Die Handwerker sind hier gleichsam der Religion nach verteilt; alle Maurer sind Christen, alle Perückenmacher sind Mohammedaner. In Baghdad wie auch in Khosrawa scheint es dagegen nicht einen einzigen christlichen Maurer zu geben.

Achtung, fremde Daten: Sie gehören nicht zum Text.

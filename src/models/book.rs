//! Book (inventory) model and related types

use serde::{Deserialize, Serialize};
use sqlx::FromRow;
use utoipa::{IntoParams, ToSchema};
use validator::Validate;

use crate::error::{AppError, AppResult};

use super::loan::LoanDetails;

/// Book model from database
#[derive(Debug, Clone, PartialEq, Serialize, Deserialize, FromRow, ToSchema)]
pub struct Book {
    pub id: i32,
    pub title: String,
    pub author: String,
    pub isbn: String,
    pub category: String,
    pub description: String,
    pub total_quantity: i32,
    pub available_quantity: i32,
}

impl Book {
    pub fn is_available(&self) -> bool {
        self.available_quantity > 0
    }

    /// Copies currently out on loan
    pub fn on_loan(&self) -> i32 {
        self.total_quantity - self.available_quantity
    }

    /// Change the number of owned copies, keeping the copies on loan untouched
    pub fn set_total(&mut self, total: i32) -> AppResult<()> {
        if total < 0 {
            return Err(AppError::Validation(
                "Total quantity cannot be negative".to_string(),
            ));
        }
        let on_loan = self.on_loan();
        if total < on_loan {
            return Err(AppError::Conflict(format!(
                "Cannot reduce total to {} while {} copies are on loan",
                total, on_loan
            )));
        }
        self.total_quantity = total;
        self.available_quantity = total - on_loan;
        Ok(())
    }

    /// Apply an admin update in place
    pub fn apply(&mut self, update: &UpdateBook) -> AppResult<()> {
        if let Some(ref title) = update.title {
            self.title = title.clone();
        }
        if let Some(ref author) = update.author {
            self.author = author.clone();
        }
        if let Some(ref isbn) = update.isbn {
            self.isbn = isbn.clone();
        }
        if let Some(ref category) = update.category {
            self.category = category.clone();
        }
        if let Some(ref description) = update.description {
            self.description = description.clone();
        }
        if let Some(total) = update.total_quantity {
            self.set_total(total)?;
        }
        Ok(())
    }
}

/// Book query parameters
#[derive(Debug, Default, Clone, Deserialize, IntoParams, ToSchema)]
#[into_params(parameter_in = Query)]
pub struct BookQuery {
    /// Case-insensitive match on title or author
    pub q: Option<String>,
    /// Case-insensitive match on category
    pub category: Option<String>,
    /// Only books with at least one copy on the shelf
    pub available_only: Option<bool>,
    pub page: Option<i64>,
    pub per_page: Option<i64>,
}

/// Create book request
#[derive(Debug, Deserialize, Validate, ToSchema)]
pub struct CreateBook {
    #[validate(length(min = 1, message = "Title is required"))]
    pub title: String,
    #[validate(length(min = 1, message = "Author is required"))]
    pub author: String,
    #[validate(length(min = 1, message = "ISBN is required"))]
    pub isbn: String,
    #[serde(default)]
    pub category: String,
    #[serde(default)]
    pub description: String,
    #[validate(range(min = 0, message = "Total quantity cannot be negative"))]
    pub total_quantity: i32,
}

/// Update book request
#[derive(Debug, Default, Deserialize, Validate, ToSchema)]
pub struct UpdateBook {
    #[validate(length(min = 1, message = "Title cannot be empty"))]
    pub title: Option<String>,
    #[validate(length(min = 1, message = "Author cannot be empty"))]
    pub author: Option<String>,
    pub isbn: Option<String>,
    pub category: Option<String>,
    pub description: Option<String>,
    #[validate(range(min = 0, message = "Total quantity cannot be negative"))]
    pub total_quantity: Option<i32>,
}

/// Book with availability status and, for admins, its borrow history
#[derive(Debug, Serialize, ToSchema)]
pub struct BookDetails {
    #[serde(flatten)]
    pub book: Book,
    pub current_status: String,
    #[serde(skip_serializing_if = "Option::is_none")]
    pub history: Option<Vec<LoanDetails>>,
}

Eine sehr merkwürdige, aber auch zugleich sehr weit verbreitete Krankheit in der Gegend ist die „Hapta“ oder Krankheit der Furcht. Unter dem Einflusse des Klimas oder der Ernährung ist das Nervensystem der Einwohner sehr empfindlich geworden. Eine Ohrfeige, die man z. B. einem Kinde, das sich dessen nicht versieht, von hinten her gibt, ruft sofort diese Krankheit hervor; auch die Männer sind ihr unterworfen, wenn auch lange nicht so häufig als die Frauen. Der Kranke wird von einer schrecklichen Furcht ergriffen, wird schwächer und geht buchstäblich „drauf“. Oft folgt der Tod darnach. Es scheint, daß zur rechten Zeit die Hapta geheilt werden kann, indem man unter gewissen Bedingungen einen neuen Furchtanfall hervorruft. Man nimmt zum Beispiel Werg, das man mit den größten Vorbereitungen vor den Augen des Kranken anzündet, und sehr langsam und feierlich bringt man ihm eine leichte Brandwunde damit bei. Dies ruft bei dem Kranken einen höchsten Grad der Furcht hervor, und die Reaktion ist oft heilsam.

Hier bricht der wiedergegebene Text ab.